**** Task material ****

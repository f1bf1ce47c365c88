//! Wire types shared across the engine: requests, response envelopes and
//! session history views.

use chrono::{DateTime, Utc};
use serde::{Deserialize, Serialize};
use serde_json::Value;

use crate::entities::Entities;

#[derive(Debug, Clone, Serialize, Deserialize)]
pub struct QueryRequest {
    pub text: String,
    pub session_id: String,
}

/// Which cascade state produced the answer. Part of the envelope so callers
/// can tell a rule hit from a terminal fallback.
#[derive(Debug, Clone, Copy, PartialEq, Eq, Serialize, Deserialize)]
#[serde(rename_all = "snake_case")]
pub enum ProcessingSource {
    Conversational,
    RulesOnly,
    EntityAssist,
    ReasonerIntent,
    Orchestration,
    StoreQuery,
    TerminalFallback,
    Guidance,
}

impl ProcessingSource {
    pub fn as_str(&self) -> &'static str {
        match self {
            ProcessingSource::Conversational => "conversational",
            ProcessingSource::RulesOnly => "rules_only",
            ProcessingSource::EntityAssist => "entity_assist",
            ProcessingSource::ReasonerIntent => "reasoner_intent",
            ProcessingSource::Orchestration => "orchestration",
            ProcessingSource::StoreQuery => "store_query",
            ProcessingSource::TerminalFallback => "terminal_fallback",
            ProcessingSource::Guidance => "guidance",
        }
    }
}

#[derive(Debug, Clone, Copy, PartialEq, Eq, Serialize, Deserialize)]
#[serde(rename_all = "snake_case")]
pub enum VizKind {
    TrajectoryMap,
    Profile,
    Timeseries,
    Comparison,
    RegionalMap,
    Summary,
    Table,
}

/// Rendering hint attached to an envelope. `spec` carries kind-specific
/// options (axis inversion, marker fields) as loose JSON.
#[derive(Debug, Clone, Serialize, Deserialize)]
pub struct Visualization {
    pub kind: VizKind,
    #[serde(default, skip_serializing_if = "Value::is_null")]
    pub spec: Value,
}

/// The single response shape every cascade state resolves to.
#[derive(Debug, Clone, Serialize, Deserialize)]
pub struct ResponseEnvelope {
    pub text: String,
    #[serde(skip_serializing_if = "Option::is_none")]
    pub visualization: Option<Visualization>,
    pub data: Value,
    pub suggestions: Vec<String>,
    pub processing_source: ProcessingSource,
    pub intent: String,
    pub confidence: f32,
    pub session_id: String,
    pub timestamp: DateTime<Utc>,
}

/// One completed query turn as stored in a session.
#[derive(Debug, Clone, Serialize, Deserialize)]
pub struct Exchange {
    pub timestamp: DateTime<Utc>,
    pub query: String,
    pub intent: String,
    pub entities: Entities,
    pub result: Value,
    pub envelope: ResponseEnvelope,
}

/// Read-only view of a session returned over the API surface.
#[derive(Debug, Clone, Serialize, Deserialize)]
pub struct SessionHistory {
    pub session_id: String,
    pub history: Vec<Exchange>,
    pub context: Entities,
}
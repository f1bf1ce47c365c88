//! Error types for the FloatChat query engine.

use thiserror::Error;

pub type Result<T> = std::result::Result<T, EngineError>;

/// Top-level error type for engine operations.
#[derive(Error, Debug)]
pub enum EngineError {
    #[error("validation error: {0}")]
    Validation(#[from] ValidationError),

    #[error("not found: {0}")]
    NotFound(String),

    #[error("upstream error: {0}")]
    Upstream(#[from] UpstreamError),

    #[error("budget exceeded: {0}")]
    Budget(#[from] BudgetError),
}

/// Fail-closed request validation errors. An invalid tool or parameter
/// request is never executed, not even partially.
#[derive(Error, Debug)]
pub enum ValidationError {
    #[error("unknown tool: {0}")]
    UnknownTool(String),

    #[error("tool {tool} does not declare parameter '{param}'")]
    UndeclaredParameter { tool: String, param: String },

    #[error("invalid value '{value}' for {param} (allowed: {allowed})")]
    InvalidEnumValue {
        param: String,
        value: String,
        allowed: String,
    },

    #[error("intent {intent} requires entity '{entity}'")]
    MissingEntity { intent: String, entity: String },

    #[error("invalid store query: {0}")]
    InvalidStoreQuery(String),
}

/// Failures of external collaborators (reasoning service, data store).
#[derive(Error, Debug)]
pub enum UpstreamError {
    #[error("reasoner call failed: {0}")]
    Reasoner(String),

    #[error("{0} timed out")]
    Timeout(&'static str),

    #[error("data store error: {0}")]
    Store(String),

    #[error("malformed reasoner payload: {0}")]
    MalformedPayload(String),
}

/// Step-count or wall-clock budget violations.
#[derive(Error, Debug)]
pub enum BudgetError {
    #[error("plan exceeds the {limit}-step budget")]
    PlanSteps { limit: usize },

    #[error("query exceeded its {secs}s deadline")]
    QueryDeadline { secs: u64 },
}

impl EngineError {
    /// True when the error indicates a query that executed but matched no rows.
    pub fn is_not_found(&self) -> bool {
        matches!(self, EngineError::NotFound(_))
    }
}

****

What is needed: Tally the lines in the records that hold the word "self", and state only the resulting number.

Response below: 4